Exercise >> Could you repeat the entries below word for word, leaving nothing out?

(Stored data)

====================

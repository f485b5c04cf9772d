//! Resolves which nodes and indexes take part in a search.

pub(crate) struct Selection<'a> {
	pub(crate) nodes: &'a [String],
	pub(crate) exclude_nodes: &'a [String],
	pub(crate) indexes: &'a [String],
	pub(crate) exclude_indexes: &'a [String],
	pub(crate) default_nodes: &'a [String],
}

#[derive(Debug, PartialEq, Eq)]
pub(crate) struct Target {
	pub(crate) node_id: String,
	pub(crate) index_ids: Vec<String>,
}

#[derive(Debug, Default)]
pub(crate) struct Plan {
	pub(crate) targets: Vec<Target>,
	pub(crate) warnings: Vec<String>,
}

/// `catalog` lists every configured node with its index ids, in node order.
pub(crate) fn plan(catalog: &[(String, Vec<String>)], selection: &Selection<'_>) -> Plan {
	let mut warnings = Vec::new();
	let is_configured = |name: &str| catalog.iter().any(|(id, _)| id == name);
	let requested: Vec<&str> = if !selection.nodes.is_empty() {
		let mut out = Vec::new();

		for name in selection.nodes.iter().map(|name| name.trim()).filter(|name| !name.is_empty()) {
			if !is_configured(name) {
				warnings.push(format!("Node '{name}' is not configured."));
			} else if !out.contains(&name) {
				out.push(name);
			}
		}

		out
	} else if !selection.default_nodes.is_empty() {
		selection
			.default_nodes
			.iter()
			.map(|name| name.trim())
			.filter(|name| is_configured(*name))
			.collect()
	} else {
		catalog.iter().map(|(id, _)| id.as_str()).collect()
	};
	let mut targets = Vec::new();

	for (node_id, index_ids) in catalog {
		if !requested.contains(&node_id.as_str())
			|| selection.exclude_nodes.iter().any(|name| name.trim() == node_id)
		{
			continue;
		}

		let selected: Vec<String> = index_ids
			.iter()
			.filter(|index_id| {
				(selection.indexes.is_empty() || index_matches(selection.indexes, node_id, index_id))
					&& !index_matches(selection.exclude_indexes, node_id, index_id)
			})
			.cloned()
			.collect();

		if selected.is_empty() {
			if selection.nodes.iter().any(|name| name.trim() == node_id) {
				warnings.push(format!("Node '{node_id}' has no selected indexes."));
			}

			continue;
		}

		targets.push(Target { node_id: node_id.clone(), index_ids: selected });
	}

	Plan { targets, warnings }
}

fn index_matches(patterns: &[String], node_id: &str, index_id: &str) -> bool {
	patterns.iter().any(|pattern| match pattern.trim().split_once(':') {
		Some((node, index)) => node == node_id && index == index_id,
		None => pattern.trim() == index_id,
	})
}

====================

Problem solution >>
repository f485b5c04cf9772d
//! Resolves which nodes and indexes take part in a search.

pub(crate) struct Selection<'a> {
	pub(crate) nodes: &'a [String],
	pub(crate) exclude_nodes: &'a [String],
	pub(crate) indexes: &'a [String],
	pub(crate) exclude_indexes: &'a [String],
	pub(crate) default_nodes: &'a [String],
}

#[derive(Debug, PartialEq, Eq)]
pub(crate) struct Target {
	pub(crate) node_id: String,
	pub(crate) index_ids: Vec<String>,
}

#[derive(Debug, Default)]
pub(crate) struct Plan {
	pub(crate) targets: Vec<Target>,
	pub(crate) warnings: Vec<String>,
}

/// `catalog` lists every configured node with its index ids, in node order.
pub(crate) fn plan(catalog: &[(String, Vec<String>)], selection: &Selection<'_>) -> Plan {
	let mut warnings = Vec::new();
	let is_configured = |name: &str| catalog.iter().any(|(id, _)| id == name);
	let requested: Vec<&str> = if !selection.nodes.is_empty() {
		let mut out = Vec::new();

		for name in selection.nodes.iter().map(|name| name.trim()).filter(|name| !name.is_empty()) {
			if !is_configured(name) {
				warnings.push(format!("Node '{name}' is not configured."));
			} else if !out.contains(&name) {
				out.push(name);
			}
		}

		out
	} else if !selection.default_nodes.is_empty() {
		selection
			.default_nodes
			.iter()
			.map(|name| name.trim())
			.filter(|name| is_configured(*name))
			.collect()
	} else {
		catalog.iter().map(|(id, _)| id.as_str()).collect()
	};
	let mut targets = Vec::new();

	for (node_id, index_ids) in catalog {
		if !requested.contains(&node_id.as_str())
			|| selection.exclude_nodes.iter().any(|name| name.trim() == node_id)
		{
			continue;
		}

		let selected: Vec<String> = index_ids
			.iter()
			.filter(|index_id| {
				(selection.indexes.is_empty() || index_matches(selection.indexes, node_id, index_id))
					&& !index_matches(selection.exclude_indexes, node_id, index_id)
			})
			.cloned()
			.collect();

		if selected.is_empty() {
			if selection.nodes.iter().any(|name| name.trim() == node_id) {
				warnings.push(format!("Node '{node_id}' has no selected indexes."));
			}

			continue;
		}

		targets.push(Target { node_id: node_id.clone(), index_ids: selected });
	}

	Plan { targets, warnings }
}

fn index_matches(patterns: &[String], node_id: &str, index_id: &str) -> bool {
	patterns.iter().any(|pattern| match pattern.trim().split_once(':') {
		Some((node, index)) => node == node_id && index == index_id,
		None => pattern.trim() == index_id,
	})
}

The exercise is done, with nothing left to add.